* [THE PROBLEM]: Using the entries that follow, establish how many lines contain the word "impl" and give only that figure.

[Records from a dataset]
━━━

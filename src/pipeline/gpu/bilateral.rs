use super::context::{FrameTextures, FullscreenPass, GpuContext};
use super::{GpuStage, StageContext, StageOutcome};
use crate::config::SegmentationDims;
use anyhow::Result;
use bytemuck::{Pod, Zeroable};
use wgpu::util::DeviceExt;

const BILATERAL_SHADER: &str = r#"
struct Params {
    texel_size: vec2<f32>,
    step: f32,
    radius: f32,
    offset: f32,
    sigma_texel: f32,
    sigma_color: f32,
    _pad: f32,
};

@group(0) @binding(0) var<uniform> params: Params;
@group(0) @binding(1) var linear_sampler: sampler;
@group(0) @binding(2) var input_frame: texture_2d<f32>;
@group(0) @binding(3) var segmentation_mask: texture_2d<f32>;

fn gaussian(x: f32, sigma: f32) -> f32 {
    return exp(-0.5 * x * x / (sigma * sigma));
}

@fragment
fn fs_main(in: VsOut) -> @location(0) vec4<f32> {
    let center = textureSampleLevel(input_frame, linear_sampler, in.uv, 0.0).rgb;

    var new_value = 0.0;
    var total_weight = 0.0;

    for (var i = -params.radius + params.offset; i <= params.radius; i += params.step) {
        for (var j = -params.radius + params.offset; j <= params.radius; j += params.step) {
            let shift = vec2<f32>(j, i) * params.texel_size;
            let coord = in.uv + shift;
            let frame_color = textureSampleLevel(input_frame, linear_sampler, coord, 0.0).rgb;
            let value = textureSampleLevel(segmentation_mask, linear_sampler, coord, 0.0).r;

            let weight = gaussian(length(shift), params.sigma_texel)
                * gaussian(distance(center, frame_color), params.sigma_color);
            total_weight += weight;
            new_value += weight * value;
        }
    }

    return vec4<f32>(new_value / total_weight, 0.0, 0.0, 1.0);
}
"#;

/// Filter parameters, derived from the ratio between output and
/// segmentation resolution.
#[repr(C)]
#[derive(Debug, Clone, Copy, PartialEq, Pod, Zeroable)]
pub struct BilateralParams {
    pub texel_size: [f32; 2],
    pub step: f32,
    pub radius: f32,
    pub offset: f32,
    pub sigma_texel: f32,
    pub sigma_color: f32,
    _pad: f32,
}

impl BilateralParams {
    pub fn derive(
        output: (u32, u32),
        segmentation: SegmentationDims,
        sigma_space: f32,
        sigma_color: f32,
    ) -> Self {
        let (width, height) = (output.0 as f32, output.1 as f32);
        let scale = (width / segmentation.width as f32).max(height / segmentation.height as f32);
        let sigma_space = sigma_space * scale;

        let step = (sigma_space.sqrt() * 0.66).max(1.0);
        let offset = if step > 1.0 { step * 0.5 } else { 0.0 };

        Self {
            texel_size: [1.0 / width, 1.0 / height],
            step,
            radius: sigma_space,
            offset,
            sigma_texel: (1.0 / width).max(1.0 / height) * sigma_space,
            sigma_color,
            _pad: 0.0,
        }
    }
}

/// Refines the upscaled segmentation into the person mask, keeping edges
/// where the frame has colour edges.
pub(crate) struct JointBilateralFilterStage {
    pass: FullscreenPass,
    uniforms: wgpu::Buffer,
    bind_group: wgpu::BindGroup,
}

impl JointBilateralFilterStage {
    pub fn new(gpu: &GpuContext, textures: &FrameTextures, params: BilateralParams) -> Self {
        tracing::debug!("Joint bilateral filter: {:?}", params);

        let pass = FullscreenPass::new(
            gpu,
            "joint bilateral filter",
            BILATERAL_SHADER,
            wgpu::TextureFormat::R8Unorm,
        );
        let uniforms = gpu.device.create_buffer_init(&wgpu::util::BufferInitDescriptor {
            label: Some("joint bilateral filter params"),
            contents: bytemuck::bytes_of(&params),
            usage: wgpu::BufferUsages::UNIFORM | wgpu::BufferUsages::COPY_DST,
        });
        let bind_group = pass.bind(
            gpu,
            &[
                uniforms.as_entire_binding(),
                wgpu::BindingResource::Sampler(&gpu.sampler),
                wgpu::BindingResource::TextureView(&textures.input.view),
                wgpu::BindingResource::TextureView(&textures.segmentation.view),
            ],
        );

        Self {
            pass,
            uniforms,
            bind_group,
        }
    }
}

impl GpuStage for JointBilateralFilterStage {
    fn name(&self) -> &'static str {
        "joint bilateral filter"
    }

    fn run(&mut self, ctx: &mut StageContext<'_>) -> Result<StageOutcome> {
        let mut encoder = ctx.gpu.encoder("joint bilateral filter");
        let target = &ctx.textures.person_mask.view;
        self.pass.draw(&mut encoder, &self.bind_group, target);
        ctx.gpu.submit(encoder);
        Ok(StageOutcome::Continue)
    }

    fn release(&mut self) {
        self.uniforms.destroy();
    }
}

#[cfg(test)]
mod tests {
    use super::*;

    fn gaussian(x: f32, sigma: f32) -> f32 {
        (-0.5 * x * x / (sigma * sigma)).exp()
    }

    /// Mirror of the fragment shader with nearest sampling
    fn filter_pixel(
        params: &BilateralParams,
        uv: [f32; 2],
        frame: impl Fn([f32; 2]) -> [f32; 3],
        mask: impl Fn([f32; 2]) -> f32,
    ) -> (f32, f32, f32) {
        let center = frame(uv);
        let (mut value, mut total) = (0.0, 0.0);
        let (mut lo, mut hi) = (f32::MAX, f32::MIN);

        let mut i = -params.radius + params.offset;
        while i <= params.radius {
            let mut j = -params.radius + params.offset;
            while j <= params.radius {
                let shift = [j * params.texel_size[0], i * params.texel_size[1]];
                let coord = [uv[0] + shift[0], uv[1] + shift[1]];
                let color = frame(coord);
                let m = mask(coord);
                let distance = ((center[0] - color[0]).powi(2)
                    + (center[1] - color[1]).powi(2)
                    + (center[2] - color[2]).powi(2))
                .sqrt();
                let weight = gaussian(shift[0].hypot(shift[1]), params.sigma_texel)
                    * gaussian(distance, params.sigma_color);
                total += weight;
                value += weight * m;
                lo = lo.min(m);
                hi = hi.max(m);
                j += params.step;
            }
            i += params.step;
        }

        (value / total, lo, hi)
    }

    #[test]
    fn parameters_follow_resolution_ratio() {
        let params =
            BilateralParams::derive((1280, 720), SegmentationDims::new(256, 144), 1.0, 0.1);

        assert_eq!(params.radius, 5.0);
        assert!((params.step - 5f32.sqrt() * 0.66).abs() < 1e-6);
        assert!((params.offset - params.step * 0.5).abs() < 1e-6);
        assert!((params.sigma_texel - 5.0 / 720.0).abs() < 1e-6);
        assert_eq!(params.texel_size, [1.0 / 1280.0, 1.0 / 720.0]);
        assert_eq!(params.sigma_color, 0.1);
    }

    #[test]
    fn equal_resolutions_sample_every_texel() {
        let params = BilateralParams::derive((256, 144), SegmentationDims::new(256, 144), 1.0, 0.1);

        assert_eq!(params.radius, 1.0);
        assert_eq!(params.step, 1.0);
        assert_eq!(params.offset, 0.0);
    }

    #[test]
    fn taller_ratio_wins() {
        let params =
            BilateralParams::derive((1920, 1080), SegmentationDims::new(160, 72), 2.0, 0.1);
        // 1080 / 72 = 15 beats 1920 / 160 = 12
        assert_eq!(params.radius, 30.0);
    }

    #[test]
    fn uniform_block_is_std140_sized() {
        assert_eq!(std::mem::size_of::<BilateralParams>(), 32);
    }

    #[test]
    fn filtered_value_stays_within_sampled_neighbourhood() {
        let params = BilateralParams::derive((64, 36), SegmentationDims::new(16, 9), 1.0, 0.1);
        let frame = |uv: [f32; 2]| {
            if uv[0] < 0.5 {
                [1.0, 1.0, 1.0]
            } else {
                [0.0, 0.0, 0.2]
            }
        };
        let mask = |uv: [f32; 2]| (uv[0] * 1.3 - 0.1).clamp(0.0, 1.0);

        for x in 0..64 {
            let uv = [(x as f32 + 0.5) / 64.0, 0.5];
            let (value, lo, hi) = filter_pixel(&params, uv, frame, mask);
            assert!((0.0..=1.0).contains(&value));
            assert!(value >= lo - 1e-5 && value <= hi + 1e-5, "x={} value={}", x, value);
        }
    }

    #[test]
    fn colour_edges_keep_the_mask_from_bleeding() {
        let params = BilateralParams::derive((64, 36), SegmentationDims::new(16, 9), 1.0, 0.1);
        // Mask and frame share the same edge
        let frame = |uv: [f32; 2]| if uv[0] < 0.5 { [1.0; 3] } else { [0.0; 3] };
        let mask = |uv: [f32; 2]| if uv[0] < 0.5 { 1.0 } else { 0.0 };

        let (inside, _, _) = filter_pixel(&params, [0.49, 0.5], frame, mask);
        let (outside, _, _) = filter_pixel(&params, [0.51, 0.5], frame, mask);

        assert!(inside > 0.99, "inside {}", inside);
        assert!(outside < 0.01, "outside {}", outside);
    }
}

━━━

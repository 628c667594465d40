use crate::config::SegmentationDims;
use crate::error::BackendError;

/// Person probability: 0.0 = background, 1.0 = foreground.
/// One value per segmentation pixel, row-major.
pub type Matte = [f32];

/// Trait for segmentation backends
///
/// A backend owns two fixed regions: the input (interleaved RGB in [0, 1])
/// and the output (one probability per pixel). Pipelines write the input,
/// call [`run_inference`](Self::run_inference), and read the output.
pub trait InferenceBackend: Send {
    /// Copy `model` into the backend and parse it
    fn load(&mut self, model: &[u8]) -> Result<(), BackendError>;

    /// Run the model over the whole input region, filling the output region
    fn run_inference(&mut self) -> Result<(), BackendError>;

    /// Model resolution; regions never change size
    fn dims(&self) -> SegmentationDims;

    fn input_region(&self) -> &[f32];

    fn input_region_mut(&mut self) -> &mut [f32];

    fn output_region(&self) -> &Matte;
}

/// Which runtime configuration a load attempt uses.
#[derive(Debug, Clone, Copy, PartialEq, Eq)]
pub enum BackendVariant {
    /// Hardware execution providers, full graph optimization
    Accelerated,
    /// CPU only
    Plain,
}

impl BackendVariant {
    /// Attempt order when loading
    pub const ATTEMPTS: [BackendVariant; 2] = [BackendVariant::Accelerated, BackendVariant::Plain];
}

━━━

* [RESPONSE BELOW]: 6